Brier Score: Mean squared error of probability predictions. Measures calibration. Range: 0 (perfect) to 1 (worst). Lower is better.
tidymodels
library(tidymodels)
# From predictions dataframe with columns: .pred_class, .pred_positive, truth
metrics <- metric_set(roc_auc, pr_auc, brier_class)
predictions |> metrics(truth = outcome, .pred_positive, estimate = .pred_class)
# Individual metrics
predictions |> roc_auc(truth = outcome, .pred_positive)
predictions |> pr_auc(truth = outcome, .pred_positive)
predictions |> brier_class(truth = outcome, .pred_positive)Threshold-Dependent Metrics
Require choosing a probability threshold (default: 0.5) to convert probabilities to class predictions.
Accuracy: Proportion of correct predictions. Can be misleading with imbalanced classes.
Sensitivity (Recall): True positive rate. Of actual positives, how many did we catch?
Specificity: True negative rate. Of actual negatives, how many did we correctly identify?
Precision (PPV): Of predicted positives, how many are actually positive?
F1 Score: Harmonic mean of precision and recall. Balances both concerns.
tidymodels
# Confusion matrix
predictions |> conf_mat(truth = outcome, estimate = .pred_class)
# Multiple metrics
class_metrics <- metric_set(accuracy, sensitivity, specificity, precision, f_meas)

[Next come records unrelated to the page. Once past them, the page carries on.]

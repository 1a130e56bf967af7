//! Challenge fulfillment drivers
//!
//! Both drivers publish the proof, tell the server the challenge is ready and
//! clean up afterwards whatever the outcome of the validation was.

use async_trait::async_trait;
use hickory_resolver::config::{ResolverConfig, ResolverOpts};
use hickory_resolver::TokioAsyncResolver;
use std::time::Duration;
use tokio::time::{sleep, Instant};
use tracing::{debug, error, info, warn};
use warden_acme::{AccountKey, AcmeClient, Challenge};
use warden_dns::{CommitMode, DnsProvider, Operation, RecordType};

use crate::challenge::{ChallengeStore, HttpChallenge};
use crate::errors::CertificateError;
use crate::settings::AcmeSettings;

/// Resolves TXT records the way a validating server would see them
#[async_trait]
pub trait TxtLookup: Send + Sync {
    async fn txt(&self, name: &str) -> Vec<String>;
}

pub struct HickoryTxtLookup {
    resolver: TokioAsyncResolver,
}

impl Default for HickoryTxtLookup {
    fn default() -> Self {
        Self::new()
    }
}

impl HickoryTxtLookup {
    pub fn new() -> Self {
        let mut options = ResolverOpts::default();
        options.try_tcp_on_error = true;
        options.use_hosts_file = false;
        // Propagation checks need fresh answers
        options.cache_size = 0;

        let resolver = TokioAsyncResolver::tokio(ResolverConfig::cloudflare(), options);
        Self { resolver }
    }
}

#[async_trait]
impl TxtLookup for HickoryTxtLookup {
    async fn txt(&self, name: &str) -> Vec<String> {
        match self.resolver.txt_lookup(name).await {
            Ok(lookup) => lookup
                .iter()
                .map(|record| {
                    record
                        .txt_data()
                        .iter()
                        .map(|data| String::from_utf8_lossy(data).to_string())
                        .collect::<String>()
                })
                .collect(),
            Err(e) => {
                debug!("TXT lookup failed for {}: {}", name, e);
                Vec::new()
            }
        }
    }
}

/// Polls `name` every `retry_rate` until it serves `expected` or `timeout`
/// passes. Returns whether the value was seen.
pub async fn wait_for_txt(
    lookup: &dyn TxtLookup,
    name: &str,
    expected: &str,
    retry_rate: Duration,
    timeout: Duration,
) -> bool {
    let start = Instant::now();
    loop {
        let values = lookup.txt(name).await;
        if values.iter().any(|v| v.trim_matches('"') == expected) {
            debug!("TXT record {} is visible", name);
            return true;
        }
        if start.elapsed() + retry_rate > timeout {
            warn!(
                "TXT record {} does not serve the challenge value yet (found {:?})",
                name, values
            );
            return false;
        }
        sleep(retry_rate).await;
    }
}

/// Name the DNS-01 TXT record is published under. Wildcards validate on the
/// base domain.
pub fn dns_challenge_name(label: &str, domain: &str) -> String {
    let domain = domain.trim_start_matches("*.").trim_end_matches('.');
    format!("{}.{}", label, domain)
}

pub async fn fulfill_http(
    client: &AcmeClient,
    key: &AccountKey,
    challenge: &Challenge,
    store: &dyn ChallengeStore,
    settings: &AcmeSettings,
) -> Result<(), CertificateError> {
    let (path, resource) = challenge.http(key)?;
    store
        .insert(HttpChallenge::new(challenge.token.clone(), resource))
        .await?;
    info!("Serving HTTP challenge at {}", path);

    sleep(Duration::from_millis(settings.http_challenge_delay_ms)).await;
    let result = client.challenge_ready(key, challenge).await;

    if let Err(e) = store.remove(&challenge.token).await {
        warn!("Failed to remove HTTP challenge {}: {}", challenge.token, e);
    }
    result.map_err(CertificateError::from)
}

pub async fn fulfill_dns(
    client: &AcmeClient,
    key: &AccountKey,
    challenge: &Challenge,
    domain: &str,
    provider: &dyn DnsProvider,
    lookup: Option<&dyn TxtLookup>,
    settings: &AcmeSettings,
) -> Result<(), CertificateError> {
    let (label, value) = challenge.dns(key)?;
    let name = dns_challenge_name(&label, domain);

    provider
        .dns_commit(
            &name,
            RecordType::TXT,
            &[Operation::upsert(value.clone())],
            CommitMode::Authoritative,
        )
        .await?;
    info!(domain = %domain, "Published DNS challenge at {}", name);

    if let Some(lookup) = lookup {
        wait_for_txt(
            lookup,
            &name,
            &value,
            Duration::from_secs(settings.dns_retry_rate_secs),
            Duration::from_secs(settings.dns_timeout_secs),
        )
        .await;
    }
    sleep(Duration::from_secs(settings.dns_delay_secs)).await;

    let result = client.challenge_ready(key, challenge).await;

    if let Err(e) = provider
        .dns_commit(
            &name,
            RecordType::TXT,
            &[Operation::delete(value)],
            CommitMode::Merge,
        )
        .await
    {
        error!(domain = %domain, "Failed to remove DNS challenge {}: {}", name, e);
    }
    result.map_err(CertificateError::from)
}
//! DNS provider credentials
//!
//! These are what a secret reference resolves to. The orchestrator fetches
//! them from its secret store and hands them to [`connect`].

use serde::{Deserialize, Serialize};

use super::cloudflare::CloudflareProvider;
use super::gcp::GcpProvider;
use super::oracle::OracleProvider;
use super::route53::Route53Provider;
use super::traits::{DnsProvider, DnsProviderType};
use crate::errors::DnsError;

/// Route53 (AWS) credentials
///
/// Create an IAM user with `route53:ListHostedZones`,
/// `route53:ListResourceRecordSets` and `route53:ChangeResourceRecordSets`.
#[derive(Debug, Clone, Serialize, Deserialize)]
pub struct Route53Credentials {
    /// AWS Access Key ID
    pub access_key_id: String,

    /// AWS Secret Access Key
    pub secret_access_key: String,

    /// Optional: Session token (for temporary credentials)
    #[serde(default, skip_serializing_if = "Option::is_none")]
    pub session_token: Option<String>,

    /// Optional: AWS Region (defaults to us-east-1)
    #[serde(default, skip_serializing_if = "Option::is_none")]
    pub region: Option<String>,
}

/// Cloudflare credentials
#[derive(Debug, Clone, Serialize, Deserialize)]
pub struct CloudflareCredentials {
    /// API Token with Zone:DNS:Edit permission
    pub api_token: String,
}

/// Google Cloud DNS credentials
///
/// Taken from a service account JSON key with the DNS Administrator role.
#[derive(Debug, Clone, Serialize, Deserialize)]
pub struct GcpCredentials {
    /// Service account email (`client_email` in the key file)
    pub service_account_email: String,

    /// Private key (PKCS#8 PEM, `private_key` in the key file)
    pub private_key: String,

    /// GCP Project ID
    pub project_id: String,
}

impl GcpCredentials {
    /// Build credentials from the raw service account key file
    pub fn from_service_account_json(json: &str) -> Result<Self, DnsError> {
        #[derive(Deserialize)]
        struct ServiceAccountKey {
            project_id: String,
            private_key: String,
            client_email: String,
        }

        let key: ServiceAccountKey = serde_json::from_str(json).map_err(|e| {
            DnsError::InvalidCredentials(format!("Invalid service account key: {}", e))
        })?;

        Ok(Self {
            service_account_email: key.client_email,
            private_key: key.private_key,
            project_id: key.project_id,
        })
    }
}

/// Oracle Cloud credentials for OCI request signing
#[derive(Debug, Clone, Serialize, Deserialize)]
pub struct OracleCredentials {
    /// Tenancy OCID
    pub tenancy_ocid: String,

    /// User OCID owning the API key
    pub user_ocid: String,

    /// API key fingerprint shown in the console
    pub fingerprint: String,

    /// RSA private key (PEM)
    pub private_key: String,

    /// Region identifier, e.g. `us-ashburn-1`
    pub region: String,

    /// Compartment holding the zones (defaults to the tenancy)
    #[serde(default, skip_serializing_if = "Option::is_none")]
    pub compartment_ocid: Option<String>,
}

/// Provider credentials enum for type-safe handling
#[derive(Debug, Clone, Serialize, Deserialize)]
#[serde(tag = "type", rename_all = "snake_case")]
pub enum ProviderCredentials {
    Aws(Route53Credentials),
    Cloudflare(CloudflareCredentials),
    OracleCloud(OracleCredentials),
    GoogleCloud(GcpCredentials),
}

impl ProviderCredentials {
    pub fn provider_type(&self) -> DnsProviderType {
        match self {
            ProviderCredentials::Aws(_) => DnsProviderType::Aws,
            ProviderCredentials::Cloudflare(_) => DnsProviderType::Cloudflare,
            ProviderCredentials::OracleCloud(_) => DnsProviderType::OracleCloud,
            ProviderCredentials::GoogleCloud(_) => DnsProviderType::GoogleCloud,
        }
    }
}

/// Per-provider record TTLs used when creating records
#[derive(Debug, Clone, Copy, PartialEq, Eq)]
pub struct ProviderTtls {
    pub aws: u32,
    pub cloudflare: u32,
    pub oracle_cloud: u32,
    pub google_cloud: u32,
}

impl Default for ProviderTtls {
    fn default() -> Self {
        Self {
            aws: 30,
            cloudflare: 60,
            oracle_cloud: 30,
            google_cloud: 30,
        }
    }
}

/// Build the adapter for `expected` from `credentials` and connect it.
///
/// Fails when the credentials belong to a different provider than the one
/// the certificate asks for.
pub async fn connect(
    expected: DnsProviderType,
    credentials: ProviderCredentials,
    ttls: ProviderTtls,
) -> Result<Box<dyn DnsProvider>, DnsError> {
    if credentials.provider_type() != expected {
        return Err(DnsError::InvalidCredentials(format!(
            "Secret type {} does not match provider {}",
            credentials.provider_type(),
            expected
        )));
    }

    let provider: Box<dyn DnsProvider> = match credentials {
        ProviderCredentials::Aws(c) => Box::new(Route53Provider::new(c, ttls.aws)?),
        ProviderCredentials::Cloudflare(c) => {
            Box::new(CloudflareProvider::new(c, ttls.cloudflare)?)
        }
        ProviderCredentials::OracleCloud(c) => {
            Box::new(OracleProvider::new(c, ttls.oracle_cloud)?)
        }
        ProviderCredentials::GoogleCloud(c) => Box::new(GcpProvider::new(c, ttls.google_cloud)?),
    };

    provider.connect().await?;
    Ok(provider)
}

predictions |> class_metrics(truth = outcome, estimate = .pred_class)Multiclass Classification
For more than two classes, metrics are computed per-class and aggregated.
# Macro-averaging (unweighted mean across classes)
predictions |> accuracy(truth = outcome, estimate = .pred_class)
predictions |> roc_auc(truth = outcome, .pred_class_A, .pred_class_B, .pred_class_C)
# Specify estimator explicitly
predictions |> sensitivity(truth = outcome, estimate = .pred_class, estimator = "macro")
predictions |> sensitivity(truth = outcome, estimate = .pred_class, estimator = "micro")Regression Metrics
RMSE: Root mean squared error. In outcome units. Penalizes large errors heavily.
MAE: Mean absolute error. In outcome units. Less sensitive to outliers than RMSE.
R²: Coefficient of determination. Proportion of variance explained. Does not measure prediction accuracy—use with RMSE/MAE.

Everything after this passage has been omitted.